**Exercise prompt:** Among the records, which lines include "ChatLog"? List them.

**Dataset records:**
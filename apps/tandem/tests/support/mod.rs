#![allow(dead_code)]

use std::sync::Arc;
use std::sync::atomic::{AtomicUsize, Ordering};
use std::time::Duration;

use async_trait::async_trait;
use parking_lot::Mutex;
use relay_bus::LocalRelay;
use signal_proto::{ConnectivityCandidate, SessionDescription};
use tandem_core::chat::ChatLog;
use tandem_core::media::{
    DisplaySurface, LocalTrack, MediaConstraints, MediaDevices, MediaError, MediaHandle,
    TrackInfo, TrackKind,
};
use tandem_core::peer::{
    PeerConnection, PeerConnector, PeerError, PeerEvent, PeerEventSink,
};
use tandem_core::session::{CallEvent, Collaborators, ControllerConfig, SessionController};
use tokio::sync::{Semaphore, broadcast};
use tokio::time::{sleep, timeout};

pub const WAIT: Duration = Duration::from_secs(5);

pub async fn until(what: &str, mut check: impl FnMut() -> bool) {
    let reached = timeout(WAIT, async {
        while !check() {
            sleep(Duration::from_millis(5)).await;
        }
    })
    .await;
    assert!(reached.is_ok(), "timed out waiting for {what}");
}

pub fn local_candidate(n: u32) -> ConnectivityCandidate {
    ConnectivityCandidate::from_line(format!("candidate:{n} 1 udp 2122 10.0.0.{n} 5000 typ host"))
}

/// Every peer call made by one party, in order.
#[derive(Debug, Default)]
pub struct PeerLog(Mutex<Vec<String>>);

impl PeerLog {
    pub fn push(&self, entry: impl Into<String>) {
        self.0.lock().push(entry.into());
    }

    pub fn entries(&self) -> Vec<String> {
        self.0.lock().clone()
    }

    pub fn count(&self, entry: &str) -> usize {
        self.0.lock().iter().filter(|e| e.as_str() == entry).count()
    }
}

#[derive(Default)]
pub struct FakeConnector {
    pub log: Arc<PeerLog>,
    /// When set, `create_offer` waits for a permit.
    pub offer_gate: Option<Arc<Semaphore>>,
    pub fail_remote: bool,
    /// Candidate reported after each `set_local_description`.
    pub gathered: Option<ConnectivityCandidate>,
    pub connects: AtomicUsize,
    pub sinks: Mutex<Vec<PeerEventSink>>,
}

impl FakeConnector {
    /// Event sink handed to the `index`th connection.
    pub fn sink(&self, index: usize) -> PeerEventSink {
        self.sinks.lock()[index].clone()
    }
}

#[async_trait]
impl PeerConnector for FakeConnector {
    async fn connect(&self, events: PeerEventSink) -> Result<Arc<dyn PeerConnection>, PeerError> {
        self.connects.fetch_add(1, Ordering::SeqCst);
        self.sinks.lock().push(events.clone());
        Ok(Arc::new(FakePeer {
            events,
            log: self.log.clone(),
            offer_gate: self.offer_gate.clone(),
            fail_remote: self.fail_remote,
            gathered: self.gathered.clone(),
        }))
    }
}

struct FakePeer {
    events: PeerEventSink,
    log: Arc<PeerLog>,
    offer_gate: Option<Arc<Semaphore>>,
    fail_remote: bool,
    gathered: Option<ConnectivityCandidate>,
}

#[async_trait]
impl PeerConnection for FakePeer {
    async fn create_offer(&self) -> Result<SessionDescription, PeerError> {
        if let Some(gate) = &self.offer_gate {
            gate.acquire()
                .await
                .map_err(|err| PeerError::Rejected(err.to_string()))?
                .forget();
        }
        self.log.push("create_offer");
        Ok(SessionDescription::new("offer", "v=0 fake-offer"))
    }

    async fn create_answer(&self) -> Result<SessionDescription, PeerError> {
        self.log.push("create_answer");
        Ok(SessionDescription::new("answer", "v=0 fake-answer"))
    }

    async fn set_local_description(
        &self,
        _description: SessionDescription,
    ) -> Result<(), PeerError> {
        self.log.push("set_local");
        if let Some(candidate) = &self.gathered {
            self.events.emit(PeerEvent::LocalCandidate(candidate.clone()));
        }
        Ok(())
    }

    async fn set_remote_description(
        &self,
        _description: SessionDescription,
    ) -> Result<(), PeerError> {
        self.log.push("set_remote");
        if self.fail_remote {
            return Err(PeerError::Rejected("malformed sdp".into()));
        }
        Ok(())
    }

    async fn rollback_local_description(&self) -> Result<(), PeerError> {
        self.log.push("rollback");
        Ok(())
    }

    async fn add_candidate(&self, candidate: ConnectivityCandidate) -> Result<(), PeerError> {
        self.log
            .push(format!("add_candidate {}", candidate.line().unwrap_or("?")));
        Ok(())
    }

    async fn add_local_track(&self, track: &LocalTrack) -> Result<(), PeerError> {
        self.log.push(format!("add_track {}", track.info.id));
        Ok(())
    }

    async fn close(&self) -> Result<(), PeerError> {
        self.log.push("close");
        Ok(())
    }
}

#[derive(Default)]
pub struct FakeMedia {
    pub fail: bool,
    /// When set, acquisition waits for a permit.
    pub gate: Option<Arc<Semaphore>>,
    pub acquired: AtomicUsize,
    pub released: AtomicUsize,
}

impl FakeMedia {
    pub fn acquired(&self) -> usize {
        self.acquired.load(Ordering::SeqCst)
    }

    pub fn released(&self) -> usize {
        self.released.load(Ordering::SeqCst)
    }
}

#[async_trait]
impl MediaDevices for FakeMedia {
    async fn acquire_local_media(
        &self,
        _constraints: &MediaConstraints,
    ) -> Result<MediaHandle, MediaError> {
        if let Some(gate) = &self.gate {
            gate.acquire()
                .await
                .map_err(|err| MediaError::DeviceUnavailable(err.to_string()))?
                .forget();
        }
        if self.fail {
            return Err(MediaError::PermissionDenied("camera blocked".into()));
        }
        self.acquired.fetch_add(1, Ordering::SeqCst);
        let info = TrackInfo {
            id: "mic".into(),
            stream_id: "local-stream".into(),
            kind: TrackKind::Audio,
        };
        Ok(MediaHandle {
            stream_id: "local-stream".into(),
            tracks: vec![LocalTrack::new(info, Arc::new(()))],
        })
    }

    async fn release_media(&self, _handle: MediaHandle) {
        self.released.fetch_add(1, Ordering::SeqCst);
    }
}

#[derive(Debug, Default)]
pub struct RecordingDisplay(Mutex<Vec<String>>);

impl RecordingDisplay {
    pub fn entries(&self) -> Vec<String> {
        self.0.lock().clone()
    }
}

impl DisplaySurface for RecordingDisplay {
    fn attach(&self, surface: &str, track: &TrackInfo) {
        self.0.lock().push(format!("attach {surface} {}", track.id));
    }

    fn detach(&self, surface: &str) {
        self.0.lock().push(format!("detach {surface}"));
    }
}

/// One call participant wired to fakes.
pub struct Party {
    pub controller: Arc<SessionController>,
    pub relay: Arc<LocalRelay>,
    pub connector: Arc<FakeConnector>,
    pub media: Arc<FakeMedia>,
    pub display: Arc<RecordingDisplay>,
    pub chat: Arc<ChatLog>,
}

impl Party {
    pub fn new(name: &str, relay: LocalRelay, connector: FakeConnector, media: FakeMedia) -> Self {
        Self::with_config(name, relay, connector, media, |_| {})
    }

    pub fn with_config(
        name: &str,
        relay: LocalRelay,
        connector: FakeConnector,
        media: FakeMedia,
        tweak: impl FnOnce(&mut ControllerConfig),
    ) -> Self {
        let mut config = ControllerConfig {
            display_name: name.to_string(),
            ..ControllerConfig::default()
        };
        tweak(&mut config);
        let relay = Arc::new(relay);
        let connector = Arc::new(connector);
        let media = Arc::new(media);
        let display = Arc::new(RecordingDisplay::default());
        let chat = Arc::new(ChatLog::new());
        let controller = SessionController::new(
            config,
            Collaborators {
                relay: relay.clone(),
                connector: connector.clone(),
                media: media.clone(),
                display: display.clone(),
                chat: chat.clone(),
            },
        );
        Self {
            controller,
            relay,
            connector,
            media,
            display,
            chat,
        }
    }

    /// Starts the controller's event loop.
    pub fn started(self) -> Self {
        self.controller.spawn().expect("event loop");
        self
    }

    pub fn log(&self) -> Vec<String> {
        self.connector.log.entries()
    }
}

pub fn drain_events(
    events: &mut broadcast::Receiver<CallEvent>,
) -> Vec<CallEvent> {
    let mut seen = Vec::new();
    while let Ok(event) = events.try_recv() {
        seen.push(event);
    }
    seen
}

/// Two started parties joined by an in-memory relay.
pub fn linked(a: FakeConnector, b: FakeConnector) -> (Party, Party) {
    let (relay_a, relay_b) = LocalRelay::pair();
    (
        Party::new("alice", relay_a, a, FakeMedia::default()).started(),
        Party::new("bob", relay_b, b, FakeMedia::default()).started(),
    )
}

**Exercise output:**
use tandem_core::chat::ChatLog;
    pub chat: Arc<ChatLog>,
        let chat = Arc::new(ChatLog::new());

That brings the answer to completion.